Dunedin Hospital will have to stop training junior cancer doctors because it does not have enough senior staff.
The union for senior doctors says the staff shortage was predictable and preventable and other areas of medical care around the country could face a similar fate.
The College of Radiologists has told the hospital that, from next month, it will no longer be allowed to train radiation oncologists.
The hospital was put on notice in April that its right to keep training cancer doctors was in jeopardy.
Since then, the radiation oncology unit’s training director has gone, leaving just three specialists – with another going in November. The unit is supposed to have eight.
The college said four junior doctors would be helped to continue their training at other hospitals.
Te Whatu Ora said it accepted the decision and was trying to recruit more senior staff.
In the meantime, it was bolstering the workforce with three part-time locums and a fixed-term international locum.
“Health workforce vacancy challenges are a national issue,” Te Waipounamu regional director for hospital and specialist services Dan Pallister-Coward said.
“Radiation oncologist vacancies continue to be the greatest recruitment challenge for the Southern Blood and Cancer Service. We are actively recruiting for radiation oncologists.”
In the meantime, some patients would be sent to other hospitals for treatment.
‘It’s terrible’
Association of Salaried Medical Specialists executive director Sarah Dalton said radiation oncologist consultants led patient care and guided registrars or junior doctors through their training programme to become specialists.
The loss of accreditation would be a setback for the four trainees who would now probably have to complete their training elsewhere after this year.
She also believed it would cause treatment delays for patients, who might now have to travel to other centres for treatment.
“It’s a disaster.
“It’s a massive part of training and what’s happening in Dunedin with radiation oncology is a sign of things to come for a number of specialities, but as far as this one is concerned it’s terrible.”

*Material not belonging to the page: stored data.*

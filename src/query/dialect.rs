//! SQL dialects
//!
//! Renders a [`StatsQuery`] into engine SQL plus the ordered list of bound
//! values. Placeholders are numbered as they are emitted, so the parameter
//! list always lines up with the placeholders in the text.
//!
//! Only the engine-specific pieces (placeholders, timestamp parsing, prefix
//! matching and interval bucketing) vary between dialects; aggregates and
//! clause layout are shared.
//!
//! Intervals are rendered inline. They reach the renderer as a validated
//! magnitude and unit, never as caller text.

use crate::query::ast::{
    Column, Grouping, Predicate, SortOrder, SqlParam, StatsQuery, HASHTAG_COLUMN, STATS_TABLE,
    TIMESTAMP_COLUMN,
};
use crate::query::interval::{Interval, IntervalUnit};
use crate::storage::TIMESTAMP_FORMAT;

/// Rendered SQL with its bound values in placeholder order
#[derive(Debug, Clone, PartialEq)]
pub struct RenderedQuery {
    pub sql: String,
    pub params: Vec<SqlParam>,
}

impl std::fmt::Display for RenderedQuery {
    fn fmt(&self, f: &mut std::fmt::Formatter<'_>) -> std::fmt::Result {
        writeln!(f, "{}", self.sql)?;
        for (i, param) in self.params.iter().enumerate() {
            match param {
                SqlParam::Text(s) => writeln!(f, "-- ${} = '{}'", i + 1, s)?,
                SqlParam::Integer(n) => writeln!(f, "-- ${} = {}", i + 1, n)?,
                SqlParam::Timestamp(ts) => {
                    writeln!(f, "-- ${} = '{}'", i + 1, ts.format(TIMESTAMP_FORMAT))?
                }
            }
        }
        Ok(())
    }
}

/// Engine-specific rendering hooks
pub trait Dialect: Send + Sync {
    /// Dialect name, as accepted by [`dialect_for`]
    fn name(&self) -> &'static str;

    /// Placeholder for the bound value at 1-based `position`
    fn placeholder(&self, position: usize) -> String;

    /// Expression turning a bound timestamp string into an engine timestamp
    fn timestamp_value(&self, placeholder: &str) -> String;

    /// Predicate: `column` starts with the bound value
    fn prefix_match(&self, column: &str, placeholder: &str) -> String;

    /// Start of the interval bucket containing the row timestamp
    fn bucket_start(&self, interval: &Interval) -> String;

    /// Bucket start plus one interval width
    fn bucket_end(&self, interval: &Interval) -> String;

    /// Render a query
    fn render(&self, query: &StatsQuery) -> RenderedQuery {
        render_query(self, query)
    }
}

/// Look up a built-in dialect by name
pub fn dialect_for(name: &str) -> Option<&'static dyn Dialect> {
    static SQLITE: SqliteDialect = SqliteDialect;
    static CLICKHOUSE: ClickHouseDialect = ClickHouseDialect;

    match name.to_lowercase().as_str() {
        "sqlite" => Some(&SQLITE),
        "clickhouse" => Some(&CLICKHOUSE),
        _ => None,
    }
}

/// Collects bound values while rendering
struct Binder<'a, D: Dialect + ?Sized> {
    dialect: &'a D,
    params: Vec<SqlParam>,
}

impl<'a, D: Dialect + ?Sized> Binder<'a, D> {
    fn bind(&mut self, param: SqlParam) -> String {
        self.params.push(param);
        self.dialect.placeholder(self.params.len())
    }
}

fn render_query<D: Dialect + ?Sized>(dialect: &D, query: &StatsQuery) -> RenderedQuery {
    let mut binder = Binder {
        dialect,
        params: Vec::new(),
    };

    let projection = query
        .projection
        .iter()
        .map(|column| format!("{} AS {}", column_expr(dialect, column), column.alias()))
        .collect::<Vec<_>>()
        .join(",\n       ");

    let mut sql = format!("SELECT {}\nFROM {}", projection, STATS_TABLE);

    if !query.filters.is_empty() {
        let conditions = query
            .filters
            .iter()
            .map(|predicate| predicate_expr(&mut binder, predicate))
            .collect::<Vec<_>>();
        sql.push_str("\nWHERE ");
        sql.push_str(&conditions.join("\n  AND "));
    }

    match query.grouping {
        Some(Grouping::Bucket(interval)) => {
            sql.push_str(&format!(
                "\nGROUP BY {}, {}",
                Column::BucketStart(interval).alias(),
                Column::BucketEnd(interval).alias()
            ));
        }
        Some(Grouping::Hashtag) => {
            sql.push_str(&format!("\nGROUP BY {}", HASHTAG_COLUMN));
        }
        None => {}
    }

    if !query.ordering.is_empty() {
        let keys = query
            .ordering
            .iter()
            .map(|o| {
                let direction = match o.order {
                    SortOrder::Ascending => "ASC",
                    SortOrder::Descending => "DESC",
                };
                format!("{} {}", o.column.alias(), direction)
            })
            .collect::<Vec<_>>();
        sql.push_str("\nORDER BY ");
        sql.push_str(&keys.join(", "));
    }

    if let Some(limit) = query.limit {
        let placeholder = binder.bind(SqlParam::Integer(i64::from(limit)));
        sql.push_str(&format!("\nLIMIT {}", placeholder));
    }

    RenderedQuery {
        sql,
        params: binder.params,
    }
}

fn column_expr<D: Dialect + ?Sized>(dialect: &D, column: &Column) -> String {
    match column {
        Column::Changesets => "COUNT(DISTINCT changeset_id)".to_string(),
        Column::Users | Column::NumberOfUsers => "COUNT(DISTINCT user_id)".to_string(),
        Column::Roads => "SUM(road_length)".to_string(),
        Column::Buildings => "COUNT(building_area)".to_string(),
        Column::Edits => "COUNT(*)".to_string(),
        Column::Latest | Column::MaxTimestamp => format!("MAX({})", TIMESTAMP_COLUMN),
        Column::MinTimestamp => format!("MIN({})", TIMESTAMP_COLUMN),
        Column::BucketStart(interval) => dialect.bucket_start(interval),
        Column::BucketEnd(interval) => dialect.bucket_end(interval),
        Column::Hashtag => HASHTAG_COLUMN.to_string(),
    }
}

fn predicate_expr<D: Dialect + ?Sized>(binder: &mut Binder<'_, D>, predicate: &Predicate) -> String {
    match predicate {
        Predicate::HashtagEquals(tag) => {
            let placeholder = binder.bind(SqlParam::Text(tag.clone()));
            format!("{} = {}", HASHTAG_COLUMN, placeholder)
        }
        Predicate::HashtagPrefix(prefix) => {
            let placeholder = binder.bind(SqlParam::Text(prefix.clone()));
            binder.dialect.prefix_match(HASHTAG_COLUMN, &placeholder)
        }
        Predicate::After(ts) => {
            let placeholder = binder.bind(SqlParam::Timestamp(*ts));
            format!(
                "{} > {}",
                TIMESTAMP_COLUMN,
                binder.dialect.timestamp_value(&placeholder)
            )
        }
        Predicate::Before(ts) => {
            let placeholder = binder.bind(SqlParam::Timestamp(*ts));
            format!(
                "{} < {}",
                TIMESTAMP_COLUMN,
                binder.dialect.timestamp_value(&placeholder)
            )
        }
    }
}

/// SQLite, used by the bundled store
///
/// Timestamps are stored as canonical `YYYY-MM-DD HH:MM:SS[.f]` text and
/// bounds are bound in the same form, so they compare lexically as-is.
/// Passing a bound through `datetime()` would drop its fractional seconds.
#[derive(Debug, Clone, Copy, Default)]
pub struct SqliteDialect;

/// Seconds between 1969-12-29 (a Monday) and the Unix epoch
const MONDAY_OFFSET_SECS: i64 = 3 * 24 * 3600;

impl SqliteDialect {
    fn epoch_seconds() -> String {
        format!("CAST(strftime('%s', {}) AS INTEGER)", TIMESTAMP_COLUMN)
    }

    /// `value` rounded down to a multiple of `width`
    ///
    /// SQLite's `/` and `%` truncate toward zero, which rounds negative
    /// (pre-1970) values up.
    fn floor_to(value: &str, width: i64) -> String {
        format!(
            "({v} - (({v} % {w}) + {w}) % {w})",
            v = value,
            w = width
        )
    }

    fn date_part(format: &str) -> String {
        format!("CAST(strftime('{}', {}) AS INTEGER)", format, TIMESTAMP_COLUMN)
    }

    fn modifier(interval: &Interval) -> String {
        let amount = interval.amount;
        match interval.unit {
            IntervalUnit::Year => format!("+{} years", amount),
            IntervalUnit::Month => format!("+{} months", amount),
            IntervalUnit::Week => format!("+{} days", u64::from(amount) * 7),
            IntervalUnit::Day => format!("+{} days", amount),
            IntervalUnit::Hour => format!("+{} hours", amount),
            IntervalUnit::Minute => format!("+{} minutes", amount),
        }
    }
}

impl Dialect for SqliteDialect {
    fn name(&self) -> &'static str {
        "sqlite"
    }

    fn placeholder(&self, position: usize) -> String {
        format!("?{}", position)
    }

    fn timestamp_value(&self, placeholder: &str) -> String {
        placeholder.to_string()
    }

    fn prefix_match(&self, column: &str, placeholder: &str) -> String {
        // instr is case-sensitive, unlike LIKE
        format!("instr({}, {}) = 1", column, placeholder)
    }

    fn bucket_start(&self, interval: &Interval) -> String {
        let amount = i64::from(interval.amount);
        match interval.unit {
            IntervalUnit::Year => format!(
                "printf('%04d-01-01 00:00:00', {} / {} * {})",
                Self::date_part("%Y"),
                amount,
                amount
            ),
            IntervalUnit::Month => {
                let months = format!(
                    "(({} * 12 + {} - 1) / {} * {})",
                    Self::date_part("%Y"),
                    Self::date_part("%m"),
                    amount,
                    amount
                );
                format!(
                    "printf('%04d-%02d-01 00:00:00', {} / 12, {} % 12 + 1)",
                    months, months
                )
            }
            IntervalUnit::Week => {
                let width = amount * 7 * 24 * 3600;
                let shifted = format!("({} + {})", Self::epoch_seconds(), MONDAY_OFFSET_SECS);
                format!(
                    "datetime({} - {}, 'unixepoch')",
                    Self::floor_to(&shifted, width),
                    MONDAY_OFFSET_SECS
                )
            }
            IntervalUnit::Day | IntervalUnit::Hour | IntervalUnit::Minute => {
                let width = amount * interval.unit.fixed_seconds().unwrap_or(1);
                format!(
                    "datetime({}, 'unixepoch')",
                    Self::floor_to(&Self::epoch_seconds(), width)
                )
            }
        }
    }

    fn bucket_end(&self, interval: &Interval) -> String {
        format!(
            "datetime({}, '{}')",
            self.bucket_start(interval),
            Self::modifier(interval)
        )
    }
}

/// ClickHouse, for deployments backed by an external ClickHouse server
#[derive(Debug, Clone, Copy, Default)]
pub struct ClickHouseDialect;

impl Dialect for ClickHouseDialect {
    fn name(&self) -> &'static str {
        "clickhouse"
    }

    fn placeholder(&self, _position: usize) -> String {
        "?".to_string()
    }

    fn timestamp_value(&self, placeholder: &str) -> String {
        format!("parseDateTimeBestEffort({})", placeholder)
    }

    fn prefix_match(&self, column: &str, placeholder: &str) -> String {
        format!("startsWith({}, {})", column, placeholder)
    }

    fn bucket_start(&self, interval: &Interval) -> String {
        format!("toStartOfInterval({}, INTERVAL {})", TIMESTAMP_COLUMN, interval)
    }

    fn bucket_end(&self, interval: &Interval) -> String {
        format!("{} + INTERVAL {}", self.bucket_start(interval), interval)
    }
}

Dalton said the union had been in talks with the Southern DHB and then Te Whatu Ora about looming shortages for some time.
“It’s a disaster, we see this in services all the time ... Unfortunately, this is entirely predictable and entirely preventable.”
She said there were also “significant shortages” in a range of specialities at other hospitals, which had been known about for some time but were not being fixed.
Te Whatu Ora was trying to recruit new staff but was having little success, in part because salaries for senior doctors were behind those in other parts of the world, Dalton said.
The under-investment in health staff salaries was affecting all areas of the workforce. “Now we’re seeing real harm to patients.”
Te Whatu Ora was still refusing to offer inflation-adjusted salary increases for senior doctors and dentists, she said. More talks would not be held until September 19 after a second strike action.
Once a college withdrew accreditation it would be a lengthy process to have it restored which might take “years rather than months”, Dalton said.